» **TASK INSTRUCTIONS**: The entries follow. Copy every line in which "prod" appears.

» **EXERCISE INPUT**:

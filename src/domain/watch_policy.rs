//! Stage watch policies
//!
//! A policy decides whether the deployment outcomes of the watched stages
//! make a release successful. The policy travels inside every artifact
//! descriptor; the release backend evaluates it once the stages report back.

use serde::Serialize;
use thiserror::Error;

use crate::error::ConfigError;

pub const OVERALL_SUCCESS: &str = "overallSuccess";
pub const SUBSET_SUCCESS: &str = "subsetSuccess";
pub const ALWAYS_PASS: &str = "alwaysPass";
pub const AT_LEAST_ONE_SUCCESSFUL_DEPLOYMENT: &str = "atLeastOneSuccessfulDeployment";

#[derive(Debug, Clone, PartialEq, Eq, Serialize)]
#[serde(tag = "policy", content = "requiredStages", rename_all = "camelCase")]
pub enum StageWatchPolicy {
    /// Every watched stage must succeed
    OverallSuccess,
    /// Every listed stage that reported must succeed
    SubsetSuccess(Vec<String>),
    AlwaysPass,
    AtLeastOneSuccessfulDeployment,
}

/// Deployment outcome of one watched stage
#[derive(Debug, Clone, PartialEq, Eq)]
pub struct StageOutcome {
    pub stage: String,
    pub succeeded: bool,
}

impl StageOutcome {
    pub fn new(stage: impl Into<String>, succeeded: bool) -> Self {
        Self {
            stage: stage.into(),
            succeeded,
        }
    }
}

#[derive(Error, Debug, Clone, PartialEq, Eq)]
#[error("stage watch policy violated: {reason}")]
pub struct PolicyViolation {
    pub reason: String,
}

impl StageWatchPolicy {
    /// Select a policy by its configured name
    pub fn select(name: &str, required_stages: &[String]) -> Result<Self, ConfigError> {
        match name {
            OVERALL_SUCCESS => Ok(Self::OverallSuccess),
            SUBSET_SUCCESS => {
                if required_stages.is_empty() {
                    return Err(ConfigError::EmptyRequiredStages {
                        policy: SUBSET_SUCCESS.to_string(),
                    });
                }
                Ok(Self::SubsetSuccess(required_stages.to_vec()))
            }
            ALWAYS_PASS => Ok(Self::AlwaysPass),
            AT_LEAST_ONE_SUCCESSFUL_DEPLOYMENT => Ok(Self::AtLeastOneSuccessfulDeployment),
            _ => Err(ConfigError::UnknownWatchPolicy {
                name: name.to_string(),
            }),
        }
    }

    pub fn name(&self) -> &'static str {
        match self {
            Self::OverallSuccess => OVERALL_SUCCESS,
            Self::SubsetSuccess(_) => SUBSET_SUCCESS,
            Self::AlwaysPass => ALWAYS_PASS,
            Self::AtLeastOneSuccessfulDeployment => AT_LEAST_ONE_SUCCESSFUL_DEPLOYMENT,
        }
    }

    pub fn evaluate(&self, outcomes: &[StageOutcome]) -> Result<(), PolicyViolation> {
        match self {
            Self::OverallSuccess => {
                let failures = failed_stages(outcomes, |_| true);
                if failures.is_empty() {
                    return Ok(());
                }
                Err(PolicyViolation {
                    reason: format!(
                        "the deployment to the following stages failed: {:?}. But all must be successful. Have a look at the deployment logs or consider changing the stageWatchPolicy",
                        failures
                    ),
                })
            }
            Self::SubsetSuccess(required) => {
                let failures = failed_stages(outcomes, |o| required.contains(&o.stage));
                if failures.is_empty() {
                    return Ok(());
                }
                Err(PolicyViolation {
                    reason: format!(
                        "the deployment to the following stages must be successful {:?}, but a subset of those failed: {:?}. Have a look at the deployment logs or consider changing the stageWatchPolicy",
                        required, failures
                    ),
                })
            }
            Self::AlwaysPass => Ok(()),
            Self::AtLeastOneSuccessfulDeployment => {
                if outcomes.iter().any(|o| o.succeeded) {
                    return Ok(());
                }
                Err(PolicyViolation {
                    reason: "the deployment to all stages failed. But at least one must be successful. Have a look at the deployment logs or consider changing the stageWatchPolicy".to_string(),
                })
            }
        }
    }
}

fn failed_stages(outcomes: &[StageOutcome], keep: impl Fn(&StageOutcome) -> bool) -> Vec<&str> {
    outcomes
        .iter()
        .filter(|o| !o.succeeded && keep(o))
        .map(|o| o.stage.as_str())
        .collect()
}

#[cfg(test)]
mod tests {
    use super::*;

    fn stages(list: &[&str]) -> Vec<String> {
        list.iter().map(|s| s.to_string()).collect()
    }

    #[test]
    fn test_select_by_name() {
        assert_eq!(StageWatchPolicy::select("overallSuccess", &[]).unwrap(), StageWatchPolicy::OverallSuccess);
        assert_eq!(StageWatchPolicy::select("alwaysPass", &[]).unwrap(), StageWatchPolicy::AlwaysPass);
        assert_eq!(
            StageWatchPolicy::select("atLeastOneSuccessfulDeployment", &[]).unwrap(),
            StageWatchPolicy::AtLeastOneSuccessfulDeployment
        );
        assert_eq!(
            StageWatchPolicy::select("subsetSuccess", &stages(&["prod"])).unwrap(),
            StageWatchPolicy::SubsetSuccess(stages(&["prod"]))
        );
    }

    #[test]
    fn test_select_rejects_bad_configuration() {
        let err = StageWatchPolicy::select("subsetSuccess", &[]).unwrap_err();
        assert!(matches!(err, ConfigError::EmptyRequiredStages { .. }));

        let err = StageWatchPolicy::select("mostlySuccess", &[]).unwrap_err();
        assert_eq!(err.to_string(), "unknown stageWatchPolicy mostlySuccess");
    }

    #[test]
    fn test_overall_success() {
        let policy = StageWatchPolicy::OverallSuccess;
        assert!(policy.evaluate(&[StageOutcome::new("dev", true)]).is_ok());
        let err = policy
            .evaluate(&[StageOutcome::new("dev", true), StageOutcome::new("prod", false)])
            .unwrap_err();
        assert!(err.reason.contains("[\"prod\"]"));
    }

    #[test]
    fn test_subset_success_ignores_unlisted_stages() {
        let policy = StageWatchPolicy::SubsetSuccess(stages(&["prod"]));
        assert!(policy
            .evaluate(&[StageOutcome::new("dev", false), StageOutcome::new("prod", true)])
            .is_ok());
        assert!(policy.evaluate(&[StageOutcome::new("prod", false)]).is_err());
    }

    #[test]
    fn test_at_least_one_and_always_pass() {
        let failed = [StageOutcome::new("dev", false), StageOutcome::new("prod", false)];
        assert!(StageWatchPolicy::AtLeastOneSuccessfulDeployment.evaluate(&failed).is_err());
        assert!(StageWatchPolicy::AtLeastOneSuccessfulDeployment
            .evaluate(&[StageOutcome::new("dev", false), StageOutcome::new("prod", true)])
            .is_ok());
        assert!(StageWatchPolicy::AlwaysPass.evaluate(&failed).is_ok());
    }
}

» **TASK RESULT**:
            StageWatchPolicy::select("subsetSuccess", &stages(&["prod"])).unwrap(),
            StageWatchPolicy::SubsetSuccess(stages(&["prod"]))
            .evaluate(&[StageOutcome::new("dev", true), StageOutcome::new("prod", false)])
        assert!(err.reason.contains("[\"prod\"]"));
        let policy = StageWatchPolicy::SubsetSuccess(stages(&["prod"]));
            .evaluate(&[StageOutcome::new("dev", false), StageOutcome::new("prod", true)])
        assert!(policy.evaluate(&[StageOutcome::new("prod", false)]).is_err());
        let failed = [StageOutcome::new("dev", false), StageOutcome::new("prod", false)];
            .evaluate(&[StageOutcome::new("dev", false), StageOutcome::new("prod", true)])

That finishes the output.